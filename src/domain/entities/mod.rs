//! Domain Entities
//!
//! - `LockDescriptor` - the pinned package set a build installs
//! - `Requirement` - a dependency named by the project manifest
//! - `InstalledPackageSet` - what the stager put into `site-packages`
//! - `ImageManifest` - how a finished runtime image is launched

mod image;
mod installed;
mod lockfile;
mod requirement;

pub use image::{
    EntryPoint, ImageManifest, ImagePackage, APP_DIR, IMAGE_FORMAT_VERSION, IMAGE_MANIFEST_FILE,
    SITE_PACKAGES_DIR,
};
pub use installed::{
    normalize_record_path, InstalledPackage, InstalledPackageSet, INSTALL_RECORD_VERSION,
};
pub use lockfile::{LockDescriptor, LockViolation, LockedPackage, LOCK_FORMAT_VERSION};
pub use requirement::Requirement;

WHAT YOU ARE ASKED TO DO: All of the material is to be written out exactly.

EXPECTED ANSWER:
filename src/domain/entities/mod.rs
//! Domain Entities
//!
//! - `LockDescriptor` - the pinned package set a build installs
//! - `Requirement` - a dependency named by the project manifest
//! - `InstalledPackageSet` - what the stager put into `site-packages`
//! - `ImageManifest` - how a finished runtime image is launched

mod image;
mod installed;
mod lockfile;
mod requirement;

pub use image::{
    EntryPoint, ImageManifest, ImagePackage, APP_DIR, IMAGE_FORMAT_VERSION, IMAGE_MANIFEST_FILE,
    SITE_PACKAGES_DIR,
};
pub use installed::{
    normalize_record_path, InstalledPackage, InstalledPackageSet, INSTALL_RECORD_VERSION,
};
pub use lockfile::{LockDescriptor, LockViolation, LockedPackage, LOCK_FORMAT_VERSION};
pub use requirement::Requirement;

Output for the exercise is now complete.